If you watch the weather AND have a reliable engine, I don't think it makes much difference whether you are 10 miles out or 20 miles out........

EXCEPT

Medical emergencies can be more dangerous further out since it can take more time to get in....

and, there are less fishermen further out so less 'buddies' to call for help......
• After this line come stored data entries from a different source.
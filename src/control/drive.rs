//! Discrete command protocol spoken to the drive platform
//!
//! The platform understands four commands and nothing else; all motion
//! shaping happens on our side through timing. The transport behind the
//! trait (HTTP bridge on the reference platform) is out of scope here.

use thiserror::Error;

/// The four commands the drive platform accepts
#[derive(Debug, Clone, Copy, PartialEq, Eq)]
pub enum DriveCommand {
    Forward,
    TurnLeft,
    TurnRight,
    Stop,
}

/// Failure to deliver a command to the platform
#[derive(Debug, Error)]
#[error("drive link fault: {0}")]
pub struct DriveFault(pub String);

/// Transport seam to the physical drive platform
pub trait DriveLink: Send + Sync {
    fn send(&self, command: DriveCommand) -> Result<(), DriveFault>;
}
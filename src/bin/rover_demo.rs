use anyhow::Result;
use tokio::sync::watch;

use rover_core::config::RoverConfig;
use rover_core::control::drive::{DriveCommand, DriveFault, DriveLink};
use rover_core::control::ControlStack;
use rover_core::navigation::NavigationStack;
use rover_core::slam::state::MapSnapshot;
use rover_core::RoverCore;

/// Drive link that only reports what it would do
struct LoggingDrive;

impl DriveLink for LoggingDrive {
    fn send(&self, command: DriveCommand) -> Result<(), DriveFault> {
        println!("drive <- {:?}", command);
        Ok(())
    }
}

/// A small synthetic map: an explored room with a dividing wall, inside
/// unexplored surroundings.
fn synthetic_map(size: usize) -> MapSnapshot {
    let mut bytes = vec![127u8; size * size];

    // explored open room
    for y in 8..size - 8 {
        for x in 8..size - 8 {
            bytes[y * size + x] = 255;
        }
    }
    // wall across most of the room, one grid cell thick
    for y in 8..size - 24 {
        for x in size / 2..size / 2 + 16 {
            bytes[y * size + x] = 0;
        }
    }

    MapSnapshot::new(bytes).unwrap()
}

#[tokio::main]
async fn main() -> Result<()> {
    env_logger::init();
    println!("Initializing rover core...");

    let config = RoverConfig::default();
    let (shutdown_tx, shutdown_rx) = watch::channel(false);

    let mut core = RoverCore::new();
    core.register(NavigationStack::new(config.grid.clone()));
    let mut control = ControlStack::new(LoggingDrive, config.actuator.clone(), shutdown_rx);
    let actuator = control.actuator();
    core.register(control);

    core.init().map_err(anyhow::Error::msg)?;
    println!("Core initialized successfully!");

    // Plan a route across a synthetic map
    let map = synthetic_map(160);
    let nav = core
        .navigation_stack_mut()
        .expect("navigation stack registered");
    let grid = nav.build_grid(&map);
    println!("Grid is {0}x{0} cells", grid.size());

    match nav.find_route(&grid, (1, 1), (8, 8)) {
        Ok(route) => {
            println!("Planned route with {} moves", route.len());
            let route = nav.route_to_map(&grid, &route);
            println!("Waypoints in map pixels: {:?}", route);
        }
        Err(e) => println!("Route search failed: {}", e),
    }

    // Exercise the actuator queue: one left turn, executed as a timed
    // motion with a trailing stop
    actuator.rotate(36.0).await?;

    shutdown_tx.send(true).ok();
    if let Some(control) = core.control_stack_mut() {
        control.join().await;
    }

    core.shutdown().map_err(anyhow::Error::msg)?;
    println!("Core shutdown successfully!");
    Ok(())
}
but still, 95% of my fishing is within 15 miles.....


----------



## Nitzey (Oct 9, 2007)

Well, it's quite a thread, isn't it? 

I go fishing by myself a lot. It seems easier often. Some only want to go for a couple of hours (heck, it takes that long to get ready and make it to the Pass). Others do not know much about salt water fishing, and tangle lines, or break off a good fish. My wife, love her that I do, wants to go back once we have caught one good fish. 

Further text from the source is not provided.